Hey,

You've never been very good at hiding your true feelings, I can see it in your eyes, you know. It's just like an open window, right into your thoughts. I know who you're thinking about, as for me. I'm thinking of you, only you, always have and always will. You get that, look in your eyes. No, your entire being starts to glow, as bright as the stars in the sky, you shine up whenever you hear his name. Whenever you close your eyes, you shut out the whole world, including me. I want you too look at me, but you never have, have you? It was always him.

But if he was the only one you were looking at, then why did you give me a helping hand whenever I needed someone too? Why did you save me, over and over again? If I wasn't the one you were looking at, then why offer yourself? Why is it only you who can give me strength when I'm weak? Why is it only you who can speak the words I can't? Why is it only you who make me feel so alive? Why? Because every time you do give me all of these things, I fall madly and deeply in love with you all over again.

I miss you. I, want to see you. the person in front of me isn't you. Not anymore, it's just a shell. This shell is what's left of you, and I hate it. This isn't what I wanted. I want you back, just the way you were.

Falling in love is quite painful, huh? You give me all the joy in life, but you also bring me all the pain. But, I'll keep pretending. Tomorrow I'll be faking it, like I always do. Pretend to not care about the fact that you're not you anymore. Pretend like everything is fine. I will do this as long as you need me too, because I love you. Even though it hurts so much, I can hardly stand it. I will not give in to the throbbing pain in my chest, I wont.

If I would tell you the truth you would probably blame yourself. You would be completely torn from the guilt of knowing how much your presence hurt me.I don't have the heart to tell you, I can't stand the thought of seeing you hurt. But not being able to be honest with you is slowly killing me.

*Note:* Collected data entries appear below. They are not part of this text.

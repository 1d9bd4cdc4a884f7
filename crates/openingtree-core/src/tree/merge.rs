use std::collections::HashMap;

use tracing::{debug, warn};

use crate::tree::{
    engine::Ply,
    error::TreeError,
    ids::{GameRef, NodeId},
    variation_tree::VariationTree,
};

/// Combine two independently built trees over the union of their games.
///
/// Games are matched by id and ties favor `base`: a delta game whose id is
/// already in `base` contributes nothing. Edges known to both trees are merged
/// recursively and edges only `delta` knows are copied over, restricted to the
/// games it contributes. Both trees must share `max_depth`.
pub fn merge(base: &VariationTree, delta: &VariationTree) -> Result<VariationTree, TreeError> {
    if base.max_depth() != delta.max_depth() {
        let err = TreeError::ParameterConflict {
            base_max_depth: base.max_depth(),
            delta_max_depth: delta.max_depth(),
        };
        warn!(
            base_max_depth = base.max_depth(),
            delta_max_depth = delta.max_depth(),
            "refusing to merge trees of different depth"
        );
        return Err(err);
    }

    let mut merged = base.clone();

    // Delta games that are new to base, remapped into the merged game table.
    let mut contributed: HashMap<GameRef, GameRef> = HashMap::new();
    for (idx, summary) in delta.games.iter().enumerate() {
        if merged.game_ref_of(&summary.id).is_none() {
            let merged_ref = merged.games.intern(summary.clone());
            contributed.insert(GameRef::from(idx), merged_ref);
        }
    }

    let mut stack: Vec<(NodeId, NodeId)> = vec![(delta.root_id(), merged.root_id())];
    while let Some((delta_id, merged_id)) = stack.pop() {
        let delta_node = delta.node(delta_id)?;

        let incoming: Vec<GameRef> = delta_node
            .games()
            .iter()
            .filter_map(|game_ref| contributed.get(&game_ref).copied())
            .collect();
        let merged_node = merged.node_mut(merged_id)?;
        for game_ref in incoming {
            merged_node.record_game(game_ref);
        }

        for (key, delta_child_id) in delta_node.children().iter() {
            let delta_child = delta.node(delta_child_id)?;
            // Subtree games are a subset of the child's, so nothing below contributes either.
            if !delta_child
                .games()
                .iter()
                .any(|game_ref| contributed.contains_key(&game_ref))
            {
                continue;
            }

            let merged_child_id = match merged.child(merged_id, key)? {
                Some(existing) => existing,
                None => {
                    let ply = Ply {
                        move_key: key,
                        san: delta_child.san().to_string(),
                        position_key: delta_child.position_key().to_string(),
                    };
                    merged.allocate_child(merged_id, &ply)?
                }
            };
            stack.push((delta_child_id, merged_child_id));
        }
    }

    debug!(
        base_games = base.game_count(),
        delta_games = delta.game_count(),
        merged_games = merged.game_count(),
        "merged variation trees"
    );
    Ok(merged)
}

I secretly wish that you would notice me, that you would look at me and see that I'm crying. Even though I tell you I'm fine, I'm not. Be honest, have you ever heard of someone who actually mean it when they say they're "fine" or "ok"?

I understand that you are in pain, and that you loved him, but you have to move on in life. You can't just give up. I wish I could stay by your side, but you left me a long time ago. I'm sorry I wasn't enough, I'm sorry I'm not him. But I wish I was, or at least that I could give my life in exchange for his, so that you could be happy. That's really all I ever wanted, for you to be happy. It didn't matter if it was with me, just knowing that you would be out there somewhere with a big smile on your face. That would be enough for more than a lifetime.

_x_x_x_

Hey,

I really miss you.

I wish you would look at me.

I feel lonely because I can't talk to you.

I love you.

I want you to be happy.

I'm sorry, for not being enough.

I'm sorry for not being him.

I wish for you to open your eyes.

Please open them.

please, open.

open.

- "Hey, right now. Who's face is surfacing in your mind?"